This is my last entry on real character analysis. Today I’m doing
the incessant talker. Do you know anyone like that? More than one?
I have a family member and a friend at church who are like
this. They are both precious ladies, BUT unless you have plenty of time on your
hands, do not, I repeat, do NOT engage them in conversation.
I am a talker, also, so I understand incessant talkers. But
these two ladies will bend your ear about people and things you have no
interest in. As in a recent conversation that including the telling of one lady’s
daughter’s co-worker getting written up for something. I don’t know this
daughter’s co-worker and the story about her getting written up by a supervisor
wasn’t an unusual or interesting story, and it certainly had no point to it.

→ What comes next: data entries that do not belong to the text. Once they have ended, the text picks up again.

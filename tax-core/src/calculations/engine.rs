//! Entry point of the engine: request validation, epoch routing and
//! result assembly.
//!
//! # Example
//!
//! ```
//! use rust_decimal_macros::dec;
//! use tax_core::calculations::TaxEngine;
//! use tax_core::{
//!     ActivityClassification, BracketTable, EngineConfig, RatioRouting, ReferenceData, Regime,
//!     TaxCalculationRequest,
//! };
//!
//! let reference = ReferenceData::new(
//!     [ActivityClassification::new("6201-5/01", "V", true)],
//!     Vec::<BracketTable>::new(),
//!     RatioRouting {
//!         high_ratio_table_id: "III".to_string(),
//!         low_ratio_table_id: "V".to_string(),
//!     },
//! );
//! let config = EngineConfig::default();
//! let engine = TaxEngine::new(&reference, &config);
//!
//! let request = TaxCalculationRequest::new(2025, Regime::ActualProfit, dec!(100000), "6201-5/01")
//!     .with_cost(dec!(50000))
//!     .with_credit_generating_costs(dec!(30000));
//! let result = engine.calculate(&request);
//!
//! assert_eq!(result.total, dec!(19650.00));
//! assert_eq!(result.effective_rate, dec!(0.1965));
//! ```

use std::ops::RangeInclusive;

use rust_decimal::Decimal;
use tracing::debug;

use super::CalculationError;
use super::epoch::Epoch;
use super::reallocation::reallocate_test_taxes;
use super::regimes::{self, RegimeContext};
use crate::{EngineConfig, ReferenceData, Regime, TaxCalculationRequest, TaxResult};

/// One year of a [`TaxEngine::project`] run.
#[derive(Debug, Clone, PartialEq, Eq)]
pub struct YearProjection {
    pub year: i32,
    pub epoch: Epoch,
    pub result: TaxResult,
}

/// Stateless tax engine over borrowed reference data and configuration.
///
/// Cheap to construct and safe to share between threads; every call is
/// independent.
#[derive(Debug, Clone, Copy)]
pub struct TaxEngine<'a> {
    reference: &'a ReferenceData,
    config: &'a EngineConfig,
}

impl<'a> TaxEngine<'a> {
    pub fn new(
        reference: &'a ReferenceData,
        config: &'a EngineConfig,
    ) -> Self {
        Self { reference, config }
    }

    pub fn config(&self) -> &'a EngineConfig {
        self.config
    }

    pub fn epoch_for(
        &self,
        year: i32,
    ) -> Epoch {
        Epoch::for_year(year, &self.config.calendar)
    }

    /// Computes the itemized result, degrading every error to
    /// [`TaxResult::zero`].
    pub fn calculate(
        &self,
        request: &TaxCalculationRequest,
    ) -> TaxResult {
        self.try_calculate(request).unwrap_or_else(|error| {
            debug!(
                code = %request.activity_code,
                year = request.simulation_year,
                invalid_input = error.is_invalid_input(),
                %error,
                "degraded to zero result"
            );
            TaxResult::zero()
        })
    }

    /// Computes the itemized result.
    ///
    /// # Errors
    ///
    /// * [`CalculationError::NonPositiveRevenue`] for revenue ≤ 0.
    /// * [`CalculationError::MissingClassification`] for a blank code.
    /// * [`CalculationError::UnknownClassification`] for a code absent from
    ///   the reference data.
    /// * Bracket lookup misses for the bracket regime.
    /// * [`CalculationError::Overflow`] when an amount leaves the decimal
    ///   range.
    pub fn try_calculate(
        &self,
        request: &TaxCalculationRequest,
    ) -> Result<TaxResult, CalculationError> {
        if request.revenue <= Decimal::ZERO {
            return Err(CalculationError::NonPositiveRevenue(request.revenue));
        }
        if request.activity_code.trim().is_empty() {
            return Err(CalculationError::MissingClassification);
        }
        if self
            .reference
            .classification(&request.activity_code)
            .is_none()
        {
            return Err(CalculationError::UnknownClassification(
                request.activity_code.clone(),
            ));
        }

        let epoch = self.epoch_for(request.simulation_year);
        debug!(
            year = request.simulation_year,
            regime = request.regime.as_str(),
            %epoch,
            "routing request"
        );

        let ctx = RegimeContext {
            request,
            epoch,
            config: self.config,
            reference: self.reference,
        };
        let mut items = regimes::line_items(&ctx)?;

        if epoch == Epoch::TestYear && request.regime != Regime::Bracket {
            let moved = reallocate_test_taxes(&mut items, request.revenue, &self.config.rates);
            debug!(%moved, "test-year taxes reallocated");
        }

        items
            .iter()
            .filter(|item| item.is_payable())
            .try_fold(Decimal::ZERO, |total, item| total.checked_add(item.value))
            .ok_or(CalculationError::Overflow("total"))?;

        Ok(TaxResult::from_items(items, request.revenue))
    }

    /// Runs the same request for every year in `years`.
    pub fn project(
        &self,
        request: &TaxCalculationRequest,
        years: RangeInclusive<i32>,
    ) -> Vec<YearProjection> {
        years
            .map(|year| YearProjection {
                year,
                epoch: self.epoch_for(year),
                result: self.calculate(&request.for_year(year)),
            })
            .collect()
    }
}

But
incessant talkers don’t need a point.
I have concluded that incessant talkers are lonely for
conversation because they don’t get enough talking, with someone who will
listen, at home or from their spouse.
But imagine the scenario with an incessant talker in a
novel. Let’s say for instance, a detective investigating a crime scene. One of
the people he interviews is a rambling, non-stop talker. He finally sees a
break to walk away, or he creates a break so he can walk away, and chalks up
the mountain of information he just heard as unrelated to the case.
But he finds out later that in all that rambling monologue,
the talker revealed a key clue to the case. Only he dismissed it along with
everything else the talker said.
Use your imagination. There are so many possibilities for characters in our writing in the people we encounter all the time. So observe and write, write, write!